Analysis of Edge-Optimized Deep Learning Classifiers for Radar-Based Gesture Recognition

Abstract

The increasing significance of technology in daily lives led to the need for the development of convenient methods of human-computer interaction (HCI). Given that the existing HCI approaches exhibit various limitations, hand gesture recognition-based HCI may serve as a more intuitive mode of human-machine interaction in many situations. In addition, the system has to be deployable on low-power devices for applicability in broadly defined Internet of Things (IoT) and smart home solutions.
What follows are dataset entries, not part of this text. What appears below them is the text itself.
//! Core library: frontmatter extraction, staleness checks and index passes.

pub mod config;
pub mod error;
pub mod extractor;
pub mod indexer;
pub mod pipeline;
pub mod retry;
pub mod scanner;

pub use error::{ExtractError, IndexError, IndexResult};
pub use storage::{Index, IndexEntry, IndexStore, Metadata};
use std::path::PathBuf;
use thiserror::Error;

/// Failure of a single frontmatter extraction attempt.
#[derive(Debug, Error)]
pub enum ExtractError {
    #[error("invalid notes file: fewer than two `---` delimiter lines")]
    InvalidNotesFile,

    #[error("invalid YAML frontmatter: {0}")]
    InvalidYaml(String),

    #[error(transparent)]
    Io(#[from] std::io::Error),
}

/// Failure of an index pass.
#[derive(Debug, Error)]
pub enum IndexError {
    #[error("not a regular file: {0}")]
    NotAFile(PathBuf),

    #[error("invalid note name: {0:?}")]
    InvalidName(String),

    #[error("extraction failed for {path} after {attempts} attempts: {source}")]
    RetryExhausted {
        path: PathBuf,
        attempts: u32,
        #[source]
        source: ExtractError,
    },

    #[error(transparent)]
    Store(#[from] storage::StoreError),

    #[error(transparent)]
    Io(#[from] std::io::Error),
}

pub type IndexResult<T> = Result<T, IndexError>;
Recent advances exhibit the potential of deep learning models for gesture classification, whereas they are still limited to high-performance hardware. Embedded neural network accelerators are constrained in terms of available memory, central processing unit (CPU) clock speed, graphics processing unit (GPU) performance, and a number of supported operations. The aforementioned problems are addressed in this paper by namely two approaches - simplifying the signal processing pipeline to avoid recurrent structures and efficient topological design. This paper employs an intuitive scheme allowing for the generation of the data in the compressed form from the sequence of range-Doppler images (RDI). Thus, it allows for the design of a neural classifier avoiding the usage of recurrent layers. The proposed framework has been optimized for Intel® Neural Compute Stick 2 (Intel® NCS 2), at the same time achieving promising classification accuracy of 97.57%. To confirm the robustness of the proposed algorithm, five independent persons have been involved in the algorithm testing process.